Temperatures were in the single digits in northern Maine. Snow blanketed the wilderness around the Mount Katahdin region. Six volunteers representing the Maine Marine Trades Association (MMTA) were ready to climb on snowmobiles with their snowshoes and backpacks. The goal was a rather unique volunteer workday to help clean up derelict canoes on a remote pond at the Debsconeag Lakes Wilderness Area managed by The Nature Conservancy.
In the fall of 2020 the MMTA’s Executive Director, Stacey Keefer, had reached out to The Nature Conservancy in Maine about a fiberglass vessel recycling grant they were newly involved in. The Rhode Island Marine Trades had engaged Maine and other New England colleagues to help look at sources of unwanted fiberglass boats, identify interested partners, and help develop a recycling network. The collaboration is supported by the NOAA Marine Debris Program and the Brunswick Foundation.
“I knew we could get abandoned boats to recycle from some of our boatyards, but I had seen the canoe problem on some of our beautiful, remote wilderness ponds and raised our hand to help,” Keefer said. “But I didn’t realize quite how bad some ponds were until I reached out to The Nature Conservancy.”
Keefer had originally hoped for a larger volunteer cleanup event, but the pandemic required them to keep the workday small. The workgroup included MMTA Board President Jill Jacobs from New Meadows Marina, Chris Richmond from Allen Insurance and Financial (a past board member), Keefer, and their family members. Carlton Richmond, a high school junior, was able to participate in the project and report back to his outdoor leadership class.
Thanks to support from the New England Outdoor Center near Millinocket, the volunteers started out on a twenty-mile snowmobile ride, then proceeded on snowshoe for over 2 miles to a sixty-six-acre pond. They knew that the pond had at least seventy-five canoes stashed in the woods. About half the canoes were already appropriately stickered through The Nature Conservancy’s registration program. The MMTA volunteers were specifically seeking four fiberglass canoes already known to be dilapidated and unregistered. In theory canoes should drag easily on snow, but cracked fiberglass canoes catch on branches and snow and can be rough to drag.
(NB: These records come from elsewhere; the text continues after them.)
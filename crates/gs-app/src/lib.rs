//! Shared application service layer for gridsim.
//!
//! Both CLI entry points go through here: load a scenario file, build its
//! models, run the scheduler and persist the monitored series, for a single
//! scenario or a batch of expanded variants.

pub mod error;
pub mod progress;
pub mod project_service;
pub mod run_service;

pub use error::{AppError, AppResult};
pub use progress::{RunProgressEvent, RunStage};
pub use project_service::{ScenarioSummary, load_scenario, validate_scenario};
pub use run_service::{RunOptions, run_config, run_parallel, run_scenario};
use std::sync::Mutex;

use gs_batch::*;
use gs_core::Value;
use gs_graph::{ConfigError, ModelSpec, ScenarioBuilder, ScenarioConfig};
use proptest::prelude::*;

fn scenario(lists: &[usize]) -> ScenarioConfig {
    let mut b =
        ScenarioBuilder::parse("grid", "2012-01-01 00:00:00", "2012-01-01 01:00:00", 900).unwrap();
    let mut spec = ModelSpec::time_based("m", "constant", 900).with_output("p");
    for (i, &len) in lists.iter().enumerate() {
        let values: Vec<f64> = (0..len).map(|v| v as f64).collect();
        spec = spec.with_param(format!("k{i}"), values);
    }
    b.add_model(spec).unwrap();
    b.freeze().unwrap()
}

proptest! {
    #[test]
    fn cartesian_size_is_product(lists in prop::collection::vec(1usize..4, 0..4)) {
        let variants = expand(&scenario(&lists), ExpansionMode::Cartesian).unwrap();
        let expected: usize = lists.iter().product();
        prop_assert_eq!(variants.len(), expected);
        for (i, v) in variants.iter().enumerate() {
            prop_assert_eq!(v.id, i);
        }
    }

    #[test]
    fn aligned_size_is_common_length(len in 1usize..5, fields in 1usize..4) {
        let lists = vec![len; fields];
        let variants = expand(&scenario(&lists), ExpansionMode::Aligned).unwrap();
        prop_assert_eq!(variants.len(), len);
        for v in &variants {
            for value in v.assignments.values() {
                prop_assert_eq!(value, &Value::Float(v.id as f64));
            }
        }
    }

    #[test]
    fn aligned_mismatch_always_fails(a in 1usize..5, b in 1usize..5) {
        prop_assume!(a != b);
        let err = expand(&scenario(&[a, b]), ExpansionMode::Aligned).unwrap_err();
        let is_mismatch = matches!(err, ConfigError::MismatchedListLength { .. });
        prop_assert!(is_mismatch);
    }

    #[test]
    fn partition_covers_every_index_once(n in 0usize..50, workers in 0usize..9) {
        let blocks = partition(n, workers);
        prop_assert!(blocks.len() <= workers.max(1));
        let flat: Vec<usize> = blocks.into_iter().flatten().collect();
        prop_assert_eq!(flat, (0..n).collect::<Vec<_>>());
    }
}

#[test]
fn runs_every_variant() {
    let variants = expand(&scenario(&[3, 2]), ExpansionMode::Cartesian).unwrap();
    let report = BatchRunner::new(4)
        .run(&variants, |v| Ok::<_, String>(v.id * 10))
        .unwrap();
    assert!(report.is_success());
    assert_eq!(report.total(), 6);
    let ids: Vec<usize> = report.completed.iter().map(|(id, _)| *id).collect();
    assert_eq!(ids, vec![0, 1, 2, 3, 4, 5]);
    assert_eq!(report.completed[5].1, 50);
}

#[test]
fn failure_abandons_only_its_own_block() {
    // 8 variants, 2 workers: blocks 0..4 and 4..8
    let variants = expand(&scenario(&[8]), ExpansionMode::Cartesian).unwrap();
    let seen = Mutex::new(Vec::new());
    let report = BatchRunner::new(2)
        .run(&variants, |v| {
            seen.lock().unwrap().push(v.id);
            if v.id == 1 {
                Err(format!("variant {} diverged", v.id))
            } else {
                Ok(())
            }
        })
        .unwrap();

    assert!(!report.is_success());
    assert_eq!(
        report.failed,
        vec![VariantFailure {
            id: 1,
            worker: 0,
            message: "variant 1 diverged".into(),
        }]
    );
    assert_eq!(report.abandoned, vec![2, 3]);
    let done: Vec<usize> = report.completed.iter().map(|(id, _)| *id).collect();
    assert_eq!(done, vec![0, 4, 5, 6, 7]);

    let mut seen = seen.into_inner().unwrap();
    seen.sort_unstable();
    assert_eq!(seen, vec![0, 1, 4, 5, 6, 7]);
}

#[test]
fn empty_batch_is_a_no_op() {
    let report = BatchRunner::new(3)
        .run(&[], |_| Ok::<(), String>(()))
        .unwrap();
    assert_eq!(report.total(), 0);
    assert!(report.is_success());
}

#[test]
fn zero_workers_means_one() {
    assert_eq!(BatchRunner::new(0).workers(), 1);
}

#[test]
fn panicking_variant_is_reported_as_failure() {
    let variants = expand(&scenario(&[8]), ExpansionMode::Cartesian).unwrap();
    let report = BatchRunner::new(2)
        .run(&variants, |v| {
            if v.id == 0 {
                panic!("model blew up");
            }
            Ok::<_, String>(v.id)
        })
        .unwrap();

    assert_eq!(report.failed.len(), 1);
    assert_eq!(report.failed[0].id, 0);
    assert_eq!(report.failed[0].worker, 0);
    assert!(report.failed[0].message.contains("model blew up"));
    assert_eq!(report.abandoned, vec![1, 2, 3]);
    let done: Vec<usize> = report.completed.iter().map(|(id, _)| *id).collect();
    assert_eq!(done, vec![4, 5, 6, 7]);
}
On this one February workday the volunteers were successful in hauling out just two canoes (one of which came out in two halves) plus two contractor bags full of other debris such as foam, old flotation cushions, and plastic trash.
“We are so grateful to the Maine Marine Trades Association and the volunteers who came out to help us clean up Slaughter Pond. Hauling these long-abandoned canoes out of the preserve is the start of a multi-year effort to remove derelict boats from our shores,” said Nancy Sferra, Director of Land Management for The Nature Conservancy.
The canoes will eventually join a few larger fiberglass boats headed south to Massachusetts to be dismantled and the separated fiberglass will be ground up at a recycling center. The ground up material will be shipped in twenty ton increments to a dedicated processing kiln in South Carolina and eventually repurposed in cement aggregate.
Evan Ridley from the Rhode Island Marine Trades was pleased to hear about the contribution to the project coming from Maine. “We are continuing to answer critical questions surrounding the lifecycle of recreational boats and the sustainable reuse of fiberglass waste,” said Ridley. “Boats constructed with composite materials offer an incredible opportunity for the New England marine industry to demonstrate a new pathway for the collection and recycling of high-value scrap derived from thousands of other composite-based products currently being landfilled.”
The Maine Marine Trades Association will be engaging with other industries in Maine about the potential to recycle more fiberglass. Eventually having several regional processing hubs in New England and a local processing kiln would be optimal. There are more fiberglass products and manufacturers beyond boats that could also enter the recycling stream to make a more feasible pathway.
“We realize that the tremendous effort of hauling a few canoes by hand, snowmobile, and truck is not the most efficient debris to collect for recycling –but it sends a bigger message,” said Keefer. “If you can manage to collect difficult things to recycle, then it starts to minimize other excuses. This project also draws attention to the canoe issue on our wilderness ponds and reminds Mainers that our association cares about the stewardship of all Maine waters, even the water bodies that most of us may never see.”